What do an abortion and a baby have in common?
The mom doesn't want either of them.
A mother and her 7 year old child are walking in the grocery store. The young boy then screams to a random woman “you're an ugly bitch.”
The mother grabs her son and says, “I’m so sorry, I must have told him a thousand of times to not judge people on how they look."
So, Satan is in the delivery room having a child.
Soon, a feathered creature comes out. "Doctor," says Satan, "What is it?"
The doctor sighs. "Well, it's not a boy, and it's not a girl."
Satan looks frustrated. "THEN WHAT IS IT?!?!?"

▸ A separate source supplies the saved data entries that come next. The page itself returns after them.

#[cfg(test)]
mod tests {
    use std::{io::Write, net::TcpStream, time::Duration};

    use futures::executor::block_on;

    use crate::config::DispatcherConfig;

    use super::*;

    fn socket(config: SocketConfig) -> (Dispatcher, Socket) {
        let dispatcher =
            Dispatcher::new(DispatcherConfig::default().with_worker_threads(2)).unwrap();

        let socket = Socket::builder()
            .dispatcher(dispatcher.clone())
            .config(config)
            .build()
            .unwrap();

        (dispatcher, socket)
    }

    fn pump(dispatcher: &Dispatcher, socket: &Socket) {
        dispatcher.poll_once(Duration::from_millis(100)).unwrap();
        block_on(socket.queue().barrier());
    }

    #[test]
    fn test_socket_ids_are_ordered() {
        let a = SocketId::next();
        let b = SocketId::next();

        assert!(a < b);
        assert!(a.to_string().starts_with("socket#"));
    }

    #[test]
    fn test_listen_twice() {
        _ = pretty_env_logger::try_init();

        let (_dispatcher, socket) = socket(SocketConfig::default());

        socket.listen().unwrap();

        assert!(matches!(socket.listen(), Err(SocketError::AlreadyOpen)));
    }

    #[test]
    fn test_write_requires_descriptor() {
        let (_dispatcher, socket) = socket(SocketConfig::default());

        assert!(matches!(socket.write(b"x"), Err(SocketError::NotConnected)));
        assert_eq!(socket.pending_writes(), 0);
    }

    #[test]
    fn test_accept_one_per_wakeup() {
        _ = pretty_env_logger::try_init();

        let (dispatcher, listener) =
            socket(SocketConfig::default().with_drain_accept_backlog(false));

        let addr = listener.listen().unwrap();

        let _clients = (0..3)
            .map(|_| TcpStream::connect(("127.0.0.1", addr.port())).unwrap())
            .collect::<Vec<_>>();

        std::thread::sleep(Duration::from_millis(50));

        pump(&dispatcher, &listener);

        assert_eq!(listener.connected_count(), 1);

        pump(&dispatcher, &listener);
        pump(&dispatcher, &listener);

        assert_eq!(listener.connected_count(), 3);
    }

    #[test]
    fn test_child_read_watcher_is_canceled_on_peer_close() {
        _ = pretty_env_logger::try_init();

        let (dispatcher, listener) = socket(SocketConfig::default());

        let addr = listener.listen().unwrap();

        let mut client = TcpStream::connect(("127.0.0.1", addr.port())).unwrap();

        std::thread::sleep(Duration::from_millis(50));

        pump(&dispatcher, &listener);

        let child = listener.child(listener.children()[0]).unwrap();

        block_on(child.queue().barrier());

        // accept watcher plus the child's read watcher
        assert_eq!(dispatcher.watchers(), 2);

        client.write_all(b"bye").unwrap();

        drop(client);

        std::thread::sleep(Duration::from_millis(50));

        for _ in 0..3 {
            pump(&dispatcher, &child);
        }

        assert_eq!(dispatcher.watchers(), 1);
        assert!(child.descriptor().is_some());
        assert_eq!(listener.connected_count(), 1);
    }
}
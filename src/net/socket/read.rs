//! Read path state machine of a connected socket.
//!
//! A unit is considered complete once a wake-up drains everything the
//! readiness notification reported as available. TCP has no message
//! boundaries, so this only approximates framing: peers that need exact
//! units must layer length-prefix or delimiter framing on top.

use std::io::{self, ErrorKind, Read};

use crate::net::accumulator::DataAccumulator;

/// Result of one read wake-up.
#[derive(Debug)]
pub enum ReadOutcome {
    /// Nothing consumed and no unit in progress.
    Idle,
    /// Bytes appended, more than one chunk was available.
    Accumulating,
    /// The wake-up drained every available byte, the unit is finished.
    Completed(DataAccumulator),
    /// The source reached end of stream. Carries the unfinished unit, if any.
    EndOfStream(Option<DataAccumulator>),
    /// Read failed, the unfinished unit is dropped.
    Failed(io::Error),
}

/// `Idle` / `Accumulating` machine over one optional [`DataAccumulator`].
#[derive(Debug)]
pub struct ReadMachine {
    pending: Option<DataAccumulator>,
    buffer: Vec<u8>,
}

impl ReadMachine {
    /// `capacity` bytes are read at most per wake-up.
    pub fn new(capacity: usize) -> Self {
        Self {
            pending: None,
            buffer: vec![0u8; capacity.max(1)],
        }
    }

    pub fn capacity(&self) -> usize {
        self.buffer.len()
    }

    pub fn is_accumulating(&self) -> bool {
        self.pending.is_some()
    }

    pub fn pending_len(&self) -> usize {
        self.pending.as_ref().map(|p| p.len()).unwrap_or(0)
    }

    /// Drop the unit in progress.
    pub fn reset(&mut self) {
        self.pending = None;
    }

    /// End of stream observed out of band, e.g. by a `MSG_PEEK` read.
    pub fn finish(&mut self) -> ReadOutcome {
        ReadOutcome::EndOfStream(self.pending.take().filter(|p| !p.is_empty()))
    }

    /// Read failure observed out of band. Any pending unit is dropped.
    pub fn fail(&mut self, err: io::Error) -> ReadOutcome {
        self.pending = None;
        ReadOutcome::Failed(err)
    }

    /// Handle a read notification reporting `available` bytes, reading from `source`.
    pub fn on_readable<R: Read>(&mut self, available: usize, source: &mut R) -> ReadOutcome {
        if available == 0 {
            return match self.pending.take() {
                Some(pending) => ReadOutcome::Completed(pending),
                None => ReadOutcome::Idle,
            };
        }

        let capacity = self.buffer.len();

        let chunk = available.min(capacity);

        let len = match source.read(&mut self.buffer[..chunk]) {
            Ok(len) => len,
            Err(err) if matches!(err.kind(), ErrorKind::WouldBlock | ErrorKind::Interrupted) => {
                return match self.pending {
                    Some(_) => ReadOutcome::Accumulating,
                    None => ReadOutcome::Idle,
                };
            }
            Err(err) => return self.fail(err),
        };

        if len == 0 {
            return self.finish();
        }

        self.pending
            .get_or_insert_with(|| DataAccumulator::with_capacity(available))
            .append(&self.buffer[..len]);

        if available > capacity {
            return ReadOutcome::Accumulating;
        }

        match self.pending.take() {
            Some(pending) => ReadOutcome::Completed(pending),
            None => ReadOutcome::Idle,
        }
    }
}

#[cfg(test)]
mod tests {
    use std::{collections::VecDeque, io::Cursor};

    use super::*;

    /// Byte stream whose reads return at most `max_read` bytes each.
    struct Scripted {
        data: VecDeque<u8>,
        max_read: usize,
    }

    impl Scripted {
        fn available(&self) -> usize {
            self.data.len()
        }

        fn deliver(&mut self, bytes: &[u8]) {
            self.data.extend(bytes);
        }
    }

    impl Read for Scripted {
        fn read(&mut self, buf: &mut [u8]) -> io::Result<usize> {
            let len = buf.len().min(self.max_read).min(self.data.len());

            for b in buf.iter_mut().take(len) {
                *b = self.data.pop_front().unwrap();
            }

            Ok(len)
        }
    }

    struct Failing(ErrorKind);

    impl Read for Failing {
        fn read(&mut self, _buf: &mut [u8]) -> io::Result<usize> {
            Err(io::Error::new(self.0, "synthetic"))
        }
    }

    #[test]
    fn test_two_writes_drained_in_one_wakeup() {
        let mut machine = ReadMachine::new(32 * 1024);

        let mut source = Scripted {
            data: VecDeque::new(),
            max_read: usize::MAX,
        };

        source.deliver(b"hello ");
        source.deliver(b"tcp!");

        let available = source.available();

        match machine.on_readable(available, &mut source) {
            ReadOutcome::Completed(data) => {
                assert_eq!(data.len(), 10);
                assert_eq!(data.as_bytes(), b"hello tcp!");
            }
            outcome => panic!("unexpected {:?}", outcome),
        }

        assert!(!machine.is_accumulating());
    }

    #[test]
    fn test_accumulates_across_wakeups() {
        let mut machine = ReadMachine::new(4);

        let mut source = Cursor::new(b"0123456789".to_vec());

        assert!(matches!(
            machine.on_readable(10, &mut source),
            ReadOutcome::Accumulating
        ));
        assert_eq!(machine.pending_len(), 4);

        assert!(matches!(
            machine.on_readable(6, &mut source),
            ReadOutcome::Accumulating
        ));
        assert_eq!(machine.pending_len(), 8);

        match machine.on_readable(2, &mut source) {
            ReadOutcome::Completed(data) => assert_eq!(data.as_bytes(), b"0123456789"),
            outcome => panic!("unexpected {:?}", outcome),
        }
    }

    #[test]
    fn test_arbitrary_chunks_preserve_order() {
        let payload: Vec<u8> = (0..5000u32).map(|i| (i * 7 % 251) as u8).collect();

        let mut machine = ReadMachine::new(64);

        let mut source = Scripted {
            data: VecDeque::new(),
            max_read: 48,
        };

        let mut received = vec![];

        let mut seed = 17usize;

        let mut offset = 0;

        while offset < payload.len() || machine.is_accumulating() || source.available() > 0 {
            if offset < payload.len() {
                seed = (seed * 1103515245 + 12345) % (1 << 31);

                let len = (seed % 64 + 1).min(payload.len() - offset);

                source.deliver(&payload[offset..offset + len]);

                offset += len;
            }

            let available = source.available();

            match machine.on_readable(available, &mut source) {
                ReadOutcome::Completed(data) => received.extend_from_slice(&data),
                ReadOutcome::Idle | ReadOutcome::Accumulating => {}
                outcome => panic!("unexpected {:?}", outcome),
            }
        }

        assert_eq!(received, payload);
    }

    #[test]
    fn test_end_of_stream_keeps_pending_unit() {
        let mut machine = ReadMachine::new(4);

        let mut source = Cursor::new(b"abcd".to_vec());

        assert!(matches!(
            machine.on_readable(10, &mut source),
            ReadOutcome::Accumulating
        ));

        match machine.on_readable(6, &mut source) {
            ReadOutcome::EndOfStream(Some(data)) => assert_eq!(data.as_bytes(), b"abcd"),
            outcome => panic!("unexpected {:?}", outcome),
        }

        let mut empty = Cursor::new(vec![]);

        assert!(matches!(
            machine.on_readable(3, &mut empty),
            ReadOutcome::EndOfStream(None)
        ));
    }

    #[test]
    fn test_zero_available() {
        let mut machine = ReadMachine::new(4);

        let mut source = Cursor::new(b"abcdef".to_vec());

        assert!(matches!(
            machine.on_readable(0, &mut source),
            ReadOutcome::Idle
        ));

        assert!(matches!(
            machine.on_readable(6, &mut source),
            ReadOutcome::Accumulating
        ));

        match machine.on_readable(0, &mut source) {
            ReadOutcome::Completed(data) => assert_eq!(data.as_bytes(), b"abcd"),
            outcome => panic!("unexpected {:?}", outcome),
        }
    }

    #[test]
    fn test_errors() {
        let mut machine = ReadMachine::new(4);

        assert!(matches!(
            machine.on_readable(4, &mut Failing(ErrorKind::WouldBlock)),
            ReadOutcome::Idle
        ));

        let mut source = Cursor::new(b"abcd".to_vec());

        assert!(matches!(
            machine.on_readable(8, &mut source),
            ReadOutcome::Accumulating
        ));

        assert!(matches!(
            machine.on_readable(4, &mut Failing(ErrorKind::Interrupted)),
            ReadOutcome::Accumulating
        ));

        match machine.on_readable(4, &mut Failing(ErrorKind::ConnectionReset)) {
            ReadOutcome::Failed(err) => assert_eq!(err.kind(), ErrorKind::ConnectionReset),
            outcome => panic!("unexpected {:?}", outcome),
        }

        assert!(!machine.is_accumulating());
    }

    #[test]
    fn test_fail_drops_pending_unit() {
        let mut machine = ReadMachine::new(4);

        let mut source = Cursor::new(b"abcd".to_vec());

        assert!(matches!(
            machine.on_readable(8, &mut source),
            ReadOutcome::Accumulating
        ));

        match machine.fail(ErrorKind::ConnectionReset.into()) {
            ReadOutcome::Failed(err) => assert_eq!(err.kind(), ErrorKind::ConnectionReset),
            outcome => panic!("unexpected {:?}", outcome),
        }

        assert!(!machine.is_accumulating());
        assert!(matches!(machine.finish(), ReadOutcome::EndOfStream(None)));
    }
}
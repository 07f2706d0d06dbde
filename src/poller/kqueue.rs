use std::{
    collections::HashMap,
    io::{self, Error, Result},
    os::fd::RawFd,
    ptr::null_mut,
    sync::Mutex,
    time::Duration,
};

use libc::*;

use super::{FdInterest, PollEvent, WakePipe};

/// Level-triggered `kqueue` instance.
#[derive(Debug)]
pub struct SysPoller {
    kq_handle: RawFd,
    wake: WakePipe,
    registered: Mutex<HashMap<RawFd, FdInterest>>,
}

impl Drop for SysPoller {
    fn drop(&mut self) {
        log::debug!(target:"poller", "close kqueue handle({})", self.kq_handle);
        unsafe { close(self.kq_handle) };
    }
}

fn change(fd: RawFd, filter: i16, flags: u16) -> kevent {
    let mut event: kevent = unsafe { std::mem::zeroed() };

    event.ident = fd as _;
    event.filter = filter as _;
    event.flags = flags as _;
    event.udata = null_mut();

    event
}

impl SysPoller {
    pub fn new() -> Result<Self> {
        let kq_handle = unsafe { kqueue() };

        if kq_handle < 0 {
            return Err(Error::last_os_error());
        }

        let wake = match WakePipe::new() {
            Ok(wake) => wake,
            Err(err) => {
                unsafe { close(kq_handle) };
                return Err(err);
            }
        };

        let changes = [change(wake.reader, EVFILT_READ, EV_ADD | EV_ENABLE)];

        let ret = unsafe {
            kevent(
                kq_handle,
                changes.as_ptr(),
                changes.len() as c_int,
                null_mut(),
                0,
                std::ptr::null(),
            )
        };

        if ret < 0 {
            let err = Error::last_os_error();
            unsafe { close(kq_handle) };
            return Err(err);
        }

        Ok(Self {
            kq_handle,
            wake,
            registered: Default::default(),
        })
    }

    /// Interrupt a concurrent [`poll_once`](Self::poll_once) call.
    pub fn wake(&self) {
        self.wake.notify();
    }

    /// Drop every filter of `fd`. Must run before `fd` is closed, a reused
    /// descriptor number otherwise inherits the stale entry.
    pub fn deregister(&self, fd: RawFd) {
        let current = self
            .registered
            .lock()
            .unwrap_or_else(|err| err.into_inner())
            .remove(&fd);

        let Some(current) = current else {
            return;
        };

        let mut changes = vec![];

        if current.readable {
            changes.push(change(fd, EVFILT_READ, EV_DELETE));
        }

        if current.writable {
            changes.push(change(fd, EVFILT_WRITE, EV_DELETE));
        }

        let ret = unsafe {
            kevent(
                self.kq_handle,
                changes.as_ptr(),
                changes.len() as c_int,
                null_mut(),
                0,
                std::ptr::null(),
            )
        };

        if ret < 0 {
            log::trace!(target:"poller", "kevent delete fd({}) {}", fd, Error::last_os_error());
        }
    }

    fn collect_changes(&self, interests: &HashMap<RawFd, FdInterest>) -> Vec<kevent> {
        let mut registered = self
            .registered
            .lock()
            .unwrap_or_else(|err| err.into_inner());

        let mut changes = vec![];

        let mut push = |fd: RawFd, filter: i16, before: bool, after: bool| {
            if before == after {
                return;
            }

            let flags = if after { EV_ADD | EV_ENABLE } else { EV_DELETE };

            changes.push(change(fd, filter, flags));
        };

        for (fd, current) in registered.iter() {
            let wanted = interests.get(fd).cloned().unwrap_or_default();

            push(*fd, EVFILT_READ, current.readable, wanted.readable);
            push(*fd, EVFILT_WRITE, current.writable, wanted.writable);
        }

        for (fd, wanted) in interests {
            if !registered.contains_key(fd) {
                push(*fd, EVFILT_READ, false, wanted.readable);
                push(*fd, EVFILT_WRITE, false, wanted.writable);
            }
        }

        registered.clear();

        for (fd, wanted) in interests {
            if !wanted.is_empty() {
                registered.insert(*fd, *wanted);
            }
        }

        changes
    }

    /// Apply `interests` and wait up to `timeout` for readiness.
    pub fn poll_once(
        &self,
        interests: &HashMap<RawFd, FdInterest>,
        max_events: usize,
        timeout: Duration,
    ) -> Result<Vec<PollEvent>> {
        let changes = self.collect_changes(interests);

        // Room for per-change error receipts plus fired events.
        let mut fired_events: Vec<kevent> =
            vec![unsafe { std::mem::zeroed() }; max_events.max(1) + changes.len()];

        let timeout = timespec {
            tv_sec: timeout.as_secs() as _,
            tv_nsec: timeout.subsec_nanos() as _,
        };

        let fired = unsafe {
            kevent(
                self.kq_handle,
                changes.as_ptr(),
                changes.len() as c_int,
                fired_events.as_mut_ptr(),
                fired_events.len() as c_int,
                &timeout,
            )
        };

        if fired < 0 {
            let err = Error::last_os_error();

            if err.kind() == io::ErrorKind::Interrupted {
                return Ok(vec![]);
            }

            return Err(err);
        }

        let mut ret = Vec::with_capacity(fired as usize);

        for event in &fired_events[..fired as usize] {
            let fd = event.ident as RawFd;

            if event.flags & EV_ERROR != 0 {
                // Changes against already closed fds land here.
                log::trace!(target:"poller", "fd({}) fired error,{}", fd, Error::from_raw_os_error(event.data as i32));
                continue;
            }

            if fd == self.wake.reader {
                self.wake.drain();
                continue;
            }

            let data = Some(event.data.max(0) as usize);

            match event.filter {
                EVFILT_READ => ret.push(PollEvent::Readable(fd, data)),
                EVFILT_WRITE => ret.push(PollEvent::Writable(fd, data)),
                _ => {
                    continue;
                }
            }
        }

        log::trace!(target:"poller", "raised {:?}", ret);

        Ok(ret)
    }
}
//! Host/port resolution and address helpers.

use std::{
    fmt::Display,
    net::{IpAddr, Ipv4Addr, Ipv6Addr, SocketAddr, ToSocketAddrs},
};

/// Address family of a socket.
#[derive(Debug, Clone, Copy, PartialEq, Eq, Hash)]
pub enum AddressFamily {
    IPv4,
    IPv6,
}

impl Display for AddressFamily {
    fn fmt(&self, f: &mut std::fmt::Formatter<'_>) -> std::fmt::Result {
        match self {
            Self::IPv4 => write!(f, "IPv4"),
            Self::IPv6 => write!(f, "IPv6"),
        }
    }
}

/// Resolves a host string and port into a socket address.
///
/// Implementations must be stateless with respect to callers: they are
/// invoked from arbitrary threads and queues.
pub trait AddressResolver: Send + Sync {
    /// Returns `None` when `host` can neither be parsed nor looked up.
    fn resolve(&self, host: &str, port: u16) -> Option<SocketAddr>;
}

/// Default resolver. Literal addresses are parsed directly, anything else
/// goes through the system resolver and the first result wins. An empty host
/// yields the IPv4 wildcard address.
#[derive(Debug, Clone, Copy, Default)]
pub struct SystemResolver;

impl AddressResolver for SystemResolver {
    fn resolve(&self, host: &str, port: u16) -> Option<SocketAddr> {
        if host.is_empty() {
            return Some(wildcard(AddressFamily::IPv4, port));
        }

        let literal = host
            .strip_prefix('[')
            .and_then(|h| h.strip_suffix(']'))
            .unwrap_or(host);

        if let Ok(ip) = literal.parse::<IpAddr>() {
            return Some(SocketAddr::new(ip, port));
        }

        match (host, port).to_socket_addrs() {
            Ok(mut addrs) => addrs.next(),
            Err(err) => {
                log::debug!(target:"tcp_socket", "resolve {}:{} failed, {}", host, port, err);
                None
            }
        }
    }
}

/// Wildcard bind address for `family`.
pub fn wildcard(family: AddressFamily, port: u16) -> SocketAddr {
    match family {
        AddressFamily::IPv4 => SocketAddr::new(IpAddr::V4(Ipv4Addr::UNSPECIFIED), port),
        AddressFamily::IPv6 => SocketAddr::new(IpAddr::V6(Ipv6Addr::UNSPECIFIED), port),
    }
}

pub fn classify(addr: &SocketAddr) -> AddressFamily {
    match addr {
        SocketAddr::V4(_) => AddressFamily::IPv4,
        SocketAddr::V6(_) => AddressFamily::IPv6,
    }
}

/// Human readable `host:port`, IPv6 hosts in brackets.
pub fn render(addr: &SocketAddr) -> String {
    addr.to_string()
}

The doctor looks up. "It's a goose."
What's hot and hard?
Me when I look at children.
What has 2 legs, 2 arms, and an abusive father?
Aaron.
Once, there was a Minecraft child molester on the Minecraft Facebook. He asks a kid his age. The kid blocks him.
If it's on the clock, it's old enough for the cock.
Why does a chicken cross the road?
To poop and pee in the potty!
Why did Aaron's dad beat him? Because he tensed his ass.
Why does Aaron cry at night? His alcoholic father beats him.
What is a pedophile's favorite dating site?
Kinder
What does milk and a kid with cancer have in common?
An expiration date.
What do Chinese parents hate the most?
A newborn daughter...
A priest and a rabbi run out of a burning church, and the priest says, "What about the children?" The rabbi says, "Fuck the children." And the priest says, "Do you think we'll have time?"
How many beaten children does it take to change a light bulb for a drunken father?
Apparently not enough to impress him.
Alle Kinder heißen Rune, außer einer: Fisse.
Alle Kinder heißen Rune, außer einer Pussy.